Dans une publication mise en ligne samedi 26 mai 2012, sur son site électronique, le Washington Post n’a pas manqué de parler sur certains événements survenus en fin de semaine dans la ville de Jendouba. ( http://www.washingtonpost.com)
Des centaines d’islamistes radicaux terrorisent une ville tunisienne, samedi, en attaquant un poste de police et des magasins de boissons alcoolisées et des bars.
L’agence de presse officielle tunisienne (TAP) a déclaré qu’à Jendouba, la police a utilisé des bombes à gaz lacrymogènes pour disperser des groupes de musulmans ultra conservateurs connus sous le nom salafistes, dont certains étaient armés de gourdins ou de sabres.
« Quatre personnes ont été arrêtées et la police était à la recherche d’autres impliquées dans les heurts survenus dans la ville », déclare Ali Laarayedh , ministre de l’Intérieur à Radio Mosaïque FM.Il y a eu une résurgence des islamistes radicaux depuis la chute en janvier 2011 du dirigeant autocratique de la Tunisie, Zine El Abidine Ben Ali, qui avait emprisonné beaucoup d’islamistes.
L’Agence de presse Tunisienne a déclaré que 200 salafistes ont violemment réagi à l’arrestation de l’un de leurs compatriotes. Ils ont attaqué le siège de la sécurité nationale à jets de cocktails Molotov et de pierres, leur nombre de plus en plus croissant est passé à quelque 500 en se déplaçant vers le centre de la ville. Ils ont mis le feu au poste de police, et sur leur route, à des bars et à des magasins de vente d’alcool, certains appelant à la guerre sainte.

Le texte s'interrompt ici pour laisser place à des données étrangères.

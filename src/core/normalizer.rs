//! Record normalization - repairs records written by older schema versions.
//!
//! Every historical shape is enumerated once in [`Repair`] and classified by a
//! fixed priority chain. An adopted legacy `pricePerMeter` always wins over
//! recomputation, even when it disagrees with the raw quantity fields.

use crate::core::{
    calculator::{self, Measurement, UnitPrice},
    record::{Category, ProductRecord, Unit, positive},
};

/// Result of normalizing one stored record.
#[derive(Debug, Clone, PartialEq)]
pub enum Normalized {
    /// All derived fields present and consistent.
    Complete(ProductRecord),
    /// No unit price could be derived. Kept, but never ranked.
    Incomplete(ProductRecord),
    /// A category that is no longer compared (e.g. `kitchen`). Always discarded.
    Dropped(ProductRecord),
}

impl Normalized {
    /// The record, unless it was dropped.
    #[must_use]
    pub fn into_kept(self) -> Option<ProductRecord> {
        match self {
            Self::Complete(record) | Self::Incomplete(record) => Some(record),
            Self::Dropped(_) => None,
        }
    }
}

/// How a record's unit price is obtained, in priority order.
#[derive(Debug, Clone, Copy, PartialEq)]
enum Repair {
    /// `pricePerUnit` is present and non-zero.
    Priced,
    /// Legacy `pricePerMeter` adopted as-is.
    PricePerMeter(f64),
    /// Recomputed from `price / totalAmount`.
    FromTotal { price: f64, total_amount: f64 },
    /// Recomputed from toilet roll fields.
    Toilet { price: f64, measurement: Measurement },
    /// Recomputed from tissue box fields; `legacy_sheets` keeps the old unit.
    Tissue {
        price: f64,
        measurement: Measurement,
        legacy_sheets: bool,
    },
    /// Nothing to derive a unit price from.
    Unrepairable,
}

fn classify(record: &ProductRecord) -> Repair {
    if positive(record.price_per_unit).is_some() {
        return Repair::Priced;
    }
    if let Some(price_per_meter) = positive(record.price_per_meter) {
        return Repair::PricePerMeter(price_per_meter);
    }
    let Some(price) = positive(Some(record.price)) else {
        return Repair::Unrepairable;
    };
    if let Some(total_amount) = positive(record.total_amount) {
        return Repair::FromTotal {
            price,
            total_amount,
        };
    }
    if let (Some(length), Some(multiplier), Some(rolls)) = (
        positive(record.length),
        positive(record.multiplier),
        positive(record.rolls),
    ) {
        return Repair::Toilet {
            price,
            measurement: Measurement::Toilet {
                length,
                multiplier,
                rolls,
            },
        };
    }
    let pairs = positive(record.pairs_per_box);
    let sheets = positive(record.sheets_per_box);
    match (pairs.or(sheets), positive(record.boxes)) {
        (Some(pairs_per_box), Some(boxes)) => Repair::Tissue {
            price,
            measurement: Measurement::Tissue {
                pairs_per_box,
                boxes,
            },
            legacy_sheets: pairs.is_none(),
        },
        _ => Repair::Unrepairable,
    }
}

fn apply(record: &mut ProductRecord, derived: UnitPrice, unit: Unit) {
    record.total_amount = Some(derived.total_amount);
    record.price_per_unit = Some(derived.price_per_unit);
    record.unit = Some(unit.as_str().to_string());
}

/// Normalizes a single record of unknown vintage.
///
/// A record without a category is treated as toilet paper, the only category of
/// the earliest storage scheme. Already-canonical records are returned unchanged.
#[must_use]
pub fn normalize(mut record: ProductRecord) -> Normalized {
    if record.category.is_none() {
        record.category = Some(Category::Toilet.as_str().to_string());
    }
    if record.category().is_none() {
        return Normalized::Dropped(record);
    }

    match classify(&record) {
        Repair::Priced => Normalized::Complete(record),
        Repair::PricePerMeter(price_per_meter) => {
            record.price_per_unit = Some(price_per_meter);
            Normalized::Complete(record)
        }
        Repair::FromTotal {
            price,
            total_amount,
        } => {
            record.price_per_unit = Some(calculator::round3(price / total_amount));
            Normalized::Complete(record)
        }
        Repair::Toilet { price, measurement } => match calculator::calculate(&measurement, price) {
            Ok(derived) => {
                apply(&mut record, derived, derived.unit);
                Normalized::Complete(record)
            }
            Err(_) => Normalized::Incomplete(record),
        },
        Repair::Tissue {
            price,
            measurement,
            legacy_sheets,
        } => match calculator::calculate(&measurement, price) {
            Ok(derived) => {
                let unit = if legacy_sheets { Unit::Sheet } else { derived.unit };
                apply(&mut record, derived, unit);
                Normalized::Complete(record)
            }
            Err(_) => Normalized::Incomplete(record),
        },
        Repair::Unrepairable => Normalized::Incomplete(record),
    }
}

/// Normalizes a batch, discarding dropped records and keeping incomplete ones.
#[must_use]
pub fn normalize_all(records: Vec<ProductRecord>) -> Vec<ProductRecord> {
    records
        .into_iter()
        .filter_map(|record| normalize(record).into_kept())
        .collect()
}
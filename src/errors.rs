//! Unified error types for `PriceBuddy`.
//!
//! Validation failures are recovered locally and shown to the user; database
//! failures are surfaced once and the operation is abandoned. Nothing here is
//! fatal to the process.

use thiserror::Error;

/// Crate-wide error type.
#[derive(Debug, Error)]
pub enum Error {
    /// Missing or invalid user input (required fields, non-positive quantities).
    #[error("{message}")]
    Validation {
        /// User-facing explanation
        message: String,
    },

    /// A record that still has no computable unit price after normalization.
    #[error("Product '{name}' has no unit price")]
    IncompleteRecord {
        /// Name of the incomplete product
        name: String,
    },

    /// The requested product id is not in the user's set.
    #[error("Product not found: {id}")]
    ProductNotFound {
        /// The id that was looked up
        id: i64,
    },

    /// Configuration could not be read or parsed.
    #[error("Configuration error: {message}")]
    Config {
        /// What went wrong
        message: String,
    },

    /// Save, update, delete or load against the database failed.
    #[error("Database error: {0}")]
    Database(#[from] sea_orm::DbErr),

    /// A legacy JSON payload could not be decoded.
    #[error("Legacy data error: {0}")]
    LegacyData(#[from] serde_json::Error),

    /// I/O error
    #[error("I/O error: {0}")]
    Io(#[from] std::io::Error),

    /// Environment variable error
    #[error("Environment variable error: {0}")]
    EnvVar(#[from] std::env::VarError),

    /// Serenity/Poise framework error
    #[error("Discord error: {0}")]
    Discord(Box<poise::serenity_prelude::Error>),
}

impl Error {
    /// Shorthand for a validation error with the given message.
    pub fn validation(message: impl Into<String>) -> Self {
        Self::Validation {
            message: message.into(),
        }
    }
}

impl From<poise::serenity_prelude::Error> for Error {
    fn from(value: poise::serenity_prelude::Error) -> Self {
        Self::Discord(Box::new(value))
    }
}

/// Convenience `Result` type
pub type Result<T> = std::result::Result<T, Error>;
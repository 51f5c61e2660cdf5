/// Database configuration and connection management
pub mod database;

/// Application settings loading from config.toml
pub mod settings;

Comme la police a utilisé des gaz lacrymogènes, et les soldats ont pris position en dehors des bâtiments publics. Les salafistes s’étaient finalement réfugiés dans une mosquée, selon l’agence TAP.
Cette action menées à Jendouba survient une semaine après que des salafistes ont attaqué des bars et autres lieux de vente d’alcool à Sidi Bouzid, la ville du centre-ouest d’où été allumée l’étincelle de la Révolution tunisienne qui a déclenché le printemps arabe.
Dans un affichage spectaculaire de la force, des centaines de salafistes habillés en costume de style afghan recueillis de plusieurs régions dans la ville sainte de Kairouan, dimanche 20 mai 2012. Avec quelques sabres et à califourchon sur des chevaux, ils ont effectué des exercices martiaux artistiques sous le regard d’Abou Iyadh, dont le vrai nom est Seifallah Ben Hassine. Le chef salafiste a été emprisonné sous Ben Ali, et gracié après sa chute.
Un tel article ne peut que dissuader des touristes toujours hésitants à venir en Tunisie et ainsi la saison touristique ne pourra répondre aux attentes des professionnels du secteur, des chômeurs et des politiques.
Un aticle pareil ne pourra qu’apporter le coup de grâce à une économie agonisante.